*** RECORD EXCERPTS ***

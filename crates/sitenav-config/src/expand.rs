//! `${VAR}` and `${VAR:-default}` expansion for secrets and URLs.
//!
//! Values without `${` are returned unchanged, so a bare `$` survives.

use std::borrow::Cow;

use crate::ConfigError;

/// Expand environment variable references in `value`.
///
/// `field` names the config key for error messages.
pub(crate) fn expand_env(value: &str, field: &str) -> Result<String, ConfigError> {
    if !value.contains("${") {
        return Ok(value.to_owned());
    }

    let lookup = |name: &str| -> Result<Option<Cow<'static, str>>, UnsetVar> {
        std::env::var(name)
            .map(|val| Some(Cow::Owned(val)))
            .map_err(|_| UnsetVar(name.to_owned()))
    };

    shellexpand::env_with_context(value, lookup)
        .map(Cow::into_owned)
        .map_err(|e| ConfigError::EnvVar {
            field: field.to_owned(),
            message: format!("${{{}}} not set", e.cause.0),
        })
}

/// Expand an optional field in place.
pub(crate) fn expand_opt(value: &mut Option<String>, field: &str) -> Result<(), ConfigError> {
    if let Some(raw) = value.as_deref() {
        *value = Some(expand_env(raw, field)?);
    }
    Ok(())
}

/// Name of a variable that was referenced but not set.
struct UnsetVar(String);
/// Rebuild a prefix-keyed map with normalized keys.
///
/// Fails when two keys normalize to the same prefix: both would match the
/// same paths with the same length, so neither could win.
fn normalize_keys<V>(
    map: BTreeMap<String, V>,
    field: &str,
) -> Result<BTreeMap<String, V>, ConfigError> {
    let mut seen: HashMap<String, String> = HashMap::new();
    let mut normalized = BTreeMap::new();
    for (key, value) in map {
        let prefix = normalize_locale_prefix(&key)?;
        if let Some(previous) = seen.insert(prefix.clone(), key.clone()) {
            return Err(ConfigError::Validation(format!(
                "{field}: locale prefixes \"{previous}\" and \"{key}\" are ambiguous"
            )));
        }
        normalized.insert(prefix, value);
    }
    Ok(normalized)
}

impl Config {
    /// Load configuration from file with optional CLI settings.
    ///
    /// If `config_path` is provided, loads from that file.
    /// Otherwise, searches for `sitenav.toml` in current directory and parents.
    ///
    /// # Errors
    ///
    /// Returns error if explicit `config_path` doesn't exist, no config file
    /// can be discovered, or parsing or validation fails.
    pub fn load(
        config_path: Option<&Path>,
        cli_settings: Option<&CliSettings>,
    ) -> Result<Self, ConfigError> {
        let path = match config_path {
            Some(path) if !path.exists() => {
                return Err(ConfigError::NotFound(path.to_path_buf()));
            }
            Some(path) => path.to_path_buf(),
            None => Self::discover_config()
                .ok_or_else(|| ConfigError::NotFound(PathBuf::from(CONFIG_FILENAME)))?,
        };

        let mut config = Self::load_from_file(&path)?;

        if let Some(settings) = cli_settings {
            config.apply_cli_settings(settings);
            config.validate()?;
        }

        Ok(config)
    }

    /// Parse and validate configuration from a TOML string.
    ///
    /// Relative paths are resolved against `base_dir`.
    ///
    /// # Errors
    ///
    /// Returns error if parsing, env expansion or validation fails.
    pub fn from_toml_str(content: &str, base_dir: &Path) -> Result<Self, ConfigError> {
        let mut config: Self = toml::from_str(content)?;
        config.expand_env_vars()?;
        config.normalize_locales()?;
        config.resolve_paths(base_dir);
        config.validate()?;
        Ok(config)
    }

    /// Serialize configuration back to TOML.
    ///
    /// # Errors
    ///
    /// Returns `ConfigError::Validation` if a value has no TOML representation.
    pub fn to_toml_string(&self) -> Result<String, ConfigError> {
        toml::to_string(self)
            .map_err(|e| ConfigError::Validation(format!("cannot serialize config: {e}")))
    }

    /// Apply CLI settings to the configuration.
    fn apply_cli_settings(&mut self, settings: &CliSettings) {
        if let Some(repo) = &settings.repo {
            self.theme.repo = Some(repo.clone());
        }
        if let Some(branch) = &settings.docs_branch {
            self.theme.docs_branch = Some(branch.clone());
        }
    }

    /// Describe configured plugins in registration order.
    ///
    /// # Errors
    ///
    /// Returns `ConfigError::Serialize` if options cannot be represented as JSON.
    pub fn plugin_descriptors(&self) -> Result<Vec<PluginDescriptor>, ConfigError> {
        self.plugins.descriptors()
    }

    /// Search for config file in current directory and parents.
    fn discover_config() -> Option<PathBuf> {
        let mut current = std::env::current_dir().ok()?;
        loop {
            let candidate = current.join(CONFIG_FILENAME);
            if candidate.exists() {
                return Some(candidate);
            }
            if !current.pop() {
                return None;
            }
        }
    }

    /// Load configuration from a specific file.
    fn load_from_file(path: &Path) -> Result<Self, ConfigError> {
        let content = std::fs::read_to_string(path)?;
        let config_dir = path.parent().unwrap_or(Path::new("."));
        let mut config = Self::from_toml_str(&content, config_dir)?;
        config.config_path = Some(path.to_path_buf());
        tracing::debug!(
            path = %path.display(),
            locales = config.locales.len(),
            "Loaded configuration"
        );
        Ok(config)
    }

    /// Normalize locale prefixes in every prefix-keyed section.
    fn normalize_locales(&mut self) -> Result<(), ConfigError> {
        self.locales = normalize_keys(std::mem::take(&mut self.locales), "locales")?;
        self.theme.locales =
            normalize_keys(std::mem::take(&mut self.theme.locales), "theme.locales")?;
        if let Some(search) = &mut self.plugins.search {
            search.locales = normalize_keys(
                std::mem::take(&mut search.locales),
                "plugins.search.locales",
            )?;
        }
        Ok(())
    }

    /// Validate configuration values.
    ///
    /// Called automatically after loading. Configurations built in code
    /// should call it before use.
    ///
    /// # Errors
    ///
    /// Returns `ConfigError::Validation` if any validation fails.
    pub fn validate(&self) -> Result<(), ConfigError> {
        let registered = self.validate_locales()?;
        self.validate_theme(&registered)?;
        self.plugins
            .validate(|prefix| registered.iter().any(|known| known == prefix))?;
        if let Some(bundler) = &self.bundler {
            for alias in bundler.aliases.keys() {
                require_non_empty(alias, "bundler.aliases")?;
            }
        }
        Ok(())
    }

    /// Check locale prefixes and return them normalized.
    fn validate_locales(&self) -> Result<Vec<String>, ConfigError> {
        let normalized = normalize_keys(
            self.locales.iter().map(|(k, v)| (k.clone(), v)).collect(),
            "locales",
        )?;
        if !normalized.contains_key(DEFAULT_LOCALE) {
            return Err(ConfigError::Validation(format!(
                "locales must register the default \"{DEFAULT_LOCALE}\" locale"
            )));
        }
        for (prefix, locale) in &normalized {
            require_non_empty(&locale.lang, &format!("locales.\"{prefix}\".lang"))?;
        }
        Ok(normalized.into_keys().collect())
    }

    /// Validate theme locales, navbar and sidebar entries.
    fn validate_theme(&self, registered: &[String]) -> Result<(), ConfigError> {
        if let Some(repo) = &self.theme.repo {
            require_http_url(repo, "theme.repo")?;
        }
        if let Some(branch) = &self.theme.docs_branch {
            require_non_empty(branch, "theme.docs_branch")?;
        }

        let theme_locales = normalize_keys(
            self.theme
                .locales
                .iter()
                .map(|(k, v)| (k.clone(), v))
                .collect(),
            "theme.locales",
        )?;

        for (prefix, locale) in theme_locales {
            let field = format!("theme.locales.\"{prefix}\"");
            if !registered.contains(&prefix) {
                return Err(ConfigError::Validation(format!(
                    "{field} has no matching entry in [locales]"
                )));
            }
            if let Some(repo) = &locale.repo {
                require_http_url(repo, &format!("{field}.repo"))?;
            }
            let pattern = locale
                .edit_link_pattern
                .as_ref()
                .or(self.theme.edit_link_pattern.as_ref());
            let repo = locale.repo.as_ref().or(self.theme.repo.as_ref());
            if pattern.is_some_and(|p| p.contains(":repo")) && repo.is_none() {
                return Err(ConfigError::Validation(format!(
                    "{field}: edit_link_pattern uses :repo but no repo is set"
                )));
            }
            validate_navbar(&locale.navbar, &field)?;
            validate_sidebar(&locale.sidebar, &prefix, registered, &field)?;
        }
        Ok(())
    }

    /// Expand environment variable references in configuration strings.
    fn expand_env_vars(&mut self) -> Result<(), ConfigError> {
        expand::expand_opt(&mut self.theme.repo, "theme.repo")?;

        if let Some(search) = &mut self.plugins.search {
            search.app_id = expand::expand_env(&search.app_id, "plugins.search.app_id")?;
            search.api_key = expand::expand_env(&search.api_key, "plugins.search.api_key")?;
            search.index_name =
                expand::expand_env(&search.index_name, "plugins.search.index_name")?;
        }

        if let Some(analytics) = &mut self.plugins.analytics {
            analytics.id = expand::expand_env(&analytics.id, "plugins.analytics.id")?;
        }

        Ok(())
    }

    /// Resolve relative paths against the config directory.
    fn resolve_paths(&mut self, config_dir: &Path) {
        if let Some(highlighter) = &mut self.plugins.highlighter
            && highlighter.is_theme_file()
        {
            highlighter.theme = config_dir.join(&highlighter.theme).display().to_string();
        }

        if let Some(component_docs) = &mut self.plugins.component_docs {
            component_docs.components_base_path =
                config_dir.join(&component_docs.components_base_path);
        }

        if let Some(bundler) = &mut self.bundler {
            for dir in bundler.aliases.values_mut() {
                *dir = config_dir.join(&*dir);
            }
        }
    }
}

*** End of RECORD EXCERPTS ***

● **INSTRUCTIONS FOR THE TASK**
Across all the records above, how many lines hold the word "format"? Answer with only that number.

● **WRITTEN SOLUTION**
9